An information breach at Coupang that uncovered the knowledge of 33.7 million prospects has been tied to a former worker who retained entry to inner programs after leaving the corporate.
This was shared by the Seoul Metropolitan Police Company with native information retailers, following an investigation that included a raid on the agency’s workplaces earlier this week.
Coupang is South Korea’s largest on-line retailer, using 95,000 folks and producing annual income of over $30 billion.
On December 1, 2025, the corporate introduced that it had suffered a knowledge breach that uncovered the non-public information of 33.7 million prospects, together with names, e-mail addresses, bodily addresses, and order data.
The breach occurred on June 24, 2025, however Coupang solely found it on November 18, when it additionally launched an inner investigation.
On December 6, Coupang revealed an replace on the incident, assuring its prospects that the stolen data had not been leaked wherever on-line.
Regardless of these assurances and the corporate’s claimed full collaboration with the authorities, the police raided the corporate’s workplaces on Tuesday to gather proof for an impartial investigation.
On Wednesday, the corporate’s CEO, Park Dae-Jun, introduced his resignation and apologized to the general public for failing to cease what’s the nation’s worst cybersecurity breach in historical past.
Because the police continued their investigations in Coupang’s workplaces for a second day, they uncovered that the first suspect was a 43-year-old Chinese language nationwide who was a former worker of the retail large.
In accordance with JoongAng, the person, who joined Coupang in November 2022, was assigned to an authentication administration system and left the agency in 2024. He’s believed to have already left the nation.

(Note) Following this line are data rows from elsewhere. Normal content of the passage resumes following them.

//! Ordered replay of a process payload onto the destination account
//!
//! Steps run strictly one after another, each artifact kind in its own
//! module. Later steps reference what earlier ones created (fields need
//! picklist ids, type fields need fields, ...), so the order below matters.

mod behaviors;
mod fields;
mod layouts;
mod picklists;
mod rules;
mod states;
mod type_fields;
pub mod validation;
mod work_item_types;

use log::{error, info};
use uuid::Uuid;

pub use validation::PreImportValidator;

use crate::api::ArtifactRepository;
use crate::engine::Engine;
use crate::error::{MigrationError, MigrationResult, StepContext};
use crate::models::{CreateProcessModel, ProcessPayload, TargetAccountInformation};

/// Switches that change how the replay treats the destination
#[derive(Debug, Clone, Default, PartialEq, Eq)]
pub struct ImportOptions {
    /// Replaces the payload's process name before validation
    pub target_process_name: Option<String>,
    /// Delete same-named destination processes instead of failing validation
    pub overwrite_process_on_target: bool,
    pub overwrite_picklist: bool,
    pub continue_on_rule_import_failure: bool,
    pub continue_on_identity_default_value_failure: bool,
    pub skip_import_form_contributions: bool,
}

pub struct ProcessImporter<R> {
    repo: R,
    engine: Engine,
    options: ImportOptions,
}

impl<R: ArtifactRepository> ProcessImporter<R> {
    pub fn new(repo: R, engine: Engine, options: ImportOptions) -> Self {
        Self { repo, engine, options }
    }

    pub async fn import_process(&self, payload: &mut ProcessPayload) -> MigrationResult<()> {
        info!("Process import started.");

        if let Err(e) = self.replay(payload).await {
            if let MigrationError::Validation(_) = e {
                error!("Pre-Import validation failed. No artifacts were created on target process");
            }
            return Err(e);
        }

        info!("Process import completed successfully.");
        Ok(())
    }

    async fn replay(&self, payload: &mut ProcessPayload) -> MigrationResult<()> {
        if let Some(name) = &self.options.target_process_name {
            payload.process.name = name.clone();
        }

        let validator = PreImportValidator::new(&self.repo, &self.engine, self.options.overwrite_picklist);
        self.engine
            .step(
                "Pre-import validation on target account",
                validator.validate(payload, self.options.overwrite_process_on_target),
            )
            .await?;

        if self.options.overwrite_process_on_target {
            self.engine
                .step(
                    "Delete process (if exist) on target account",
                    self.delete_process_on_target(&payload.process.name),
                )
                .await?;
        }

        self.engine
            .step("Create process on target account", self.create_process(payload))
            .await?;
        self.engine
            .step("Create artifacts on target process", self.create_components(payload))
            .await
    }

    async fn delete_process_on_target(&self, process_name: &str) -> MigrationResult<()> {
        let processes = self
            .engine
            .call("Get processes on target account", || self.repo.list_processes())
            .await
            .import_context(|| "Failed to get processes on target account.".to_string())?;

        for process in processes.iter().filter(|p| p.name_matches(process_name)) {
            let Some(type_id) = process.type_id.as_deref() else {
                continue;
            };

            self.engine
                .call(&format!("Delete process '{}' on target account", process.name), || {
                    self.repo.delete_process(type_id)
                })
                .await
                .import_context(|| {
                    "Failed to delete process on target, do you have projects created using that process?".to_string()
                })?;
        }

        Ok(())
    }

    async fn create_process(&self, payload: &mut ProcessPayload) -> MigrationResult<()> {
        let parent_process_type_id = payload.process.parent_process_type_id.clone().ok_or_else(|| {
            MigrationError::Import(format!(
                "Process '{}' has no parent process, cannot create it on target account.",
                payload.process.name
            ))
        })?;

        // Only the returned type id is used afterwards
        let model = CreateProcessModel {
            name: payload.process.name.clone(),
            parent_process_type_id,
            reference_name: Uuid::new_v4().simple().to_string(),
            description: payload.process.description.clone(),
        };

        let created = self
            .engine
            .call(&format!("Create process '{}'", model.name), || {
                self.repo.create_process(&model)
            })
            .await
            .import_context(|| format!("Failed to create process '{}' on target account.", model.name))?;

        let type_id = created.type_id.filter(|id| !id.is_empty()).ok_or_else(|| {
            MigrationError::Import(format!(
                "Failed to create process '{}' on target account, server returned no type id.",
                model.name
            ))
        })?;

        payload.process.type_id = Some(type_id);
        Ok(())
    }

    async fn create_components(&self, payload: &mut ProcessPayload) -> MigrationResult<()> {
        self.engine
            .step("Import picklists on target account", self.import_picklists(payload))
            .await?;
        self.engine
            .step("Import fields on target account", self.import_fields(payload))
            .await?;
        self.engine
            .step("Import work item types on target process", self.import_work_item_types(payload))
            .await?;
        self.engine
            .step(
                "Add field to work item types on target process",
                self.add_fields_to_work_item_types(payload),
            )
            .await?;
        self.engine
            .step("Import work item form layouts on target process", self.import_layouts(payload))
            .await?;
        self.engine
            .step("Import states on target process", self.import_states(payload))
            .await?;
        self.engine
            .step("Import rules on target process", self.import_rules(payload))
            .await?;
        self.engine
            .step("Import behaviors on target process", self.import_behaviors(payload))
            .await?;
        self.engine
            .step(
                "Add behavior to work item types on target process",
                self.add_behaviors_to_work_item_types(payload),
            )
            .await
    }
}

/// Destination process id, set once the process is created
fn target_process_id(payload: &ProcessPayload) -> MigrationResult<&str> {
    payload
        .process
        .type_id
        .as_deref()
        .ok_or_else(|| MigrationError::Import("Target process has not been created.".to_string()))
}

fn target_information(payload: &ProcessPayload) -> MigrationResult<&TargetAccountInformation> {
    payload.target_account_information.as_ref().ok_or_else(|| {
        MigrationError::Import("Target account information is not populated, run validation first.".to_string())
    })
}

The Korean information outlet stories that the police had been nonetheless at Coupang’s workplaces yesterday, gathering data reminiscent of inner paperwork, logs, system data, IP addresses, consumer credentials, and entry histories that might assist clarify how the rogue former worker gained entry to the company programs.
Supply: Korea JoungAng Every day
The police have said that, whereas Coupang is handled because the sufferer, if negligence or different authorized violations are discovered, the corporate and workers accountable for defending buyer information could also be deemed liable.
Within the meantime, the incident has sparked high-volume phishing exercise within the nation, affecting roughly two-thirds of its inhabitants, and the police have acquired tons of of stories of Coupang impersonation for the reason that begin of the month.
Damaged IAM is not simply an IT drawback – the impression ripples throughout your complete enterprise.
This sensible information covers why conventional IAM practices fail to maintain up with fashionable calls for, examples of what “good” IAM seems to be like, and a easy guidelines for constructing a scalable technique.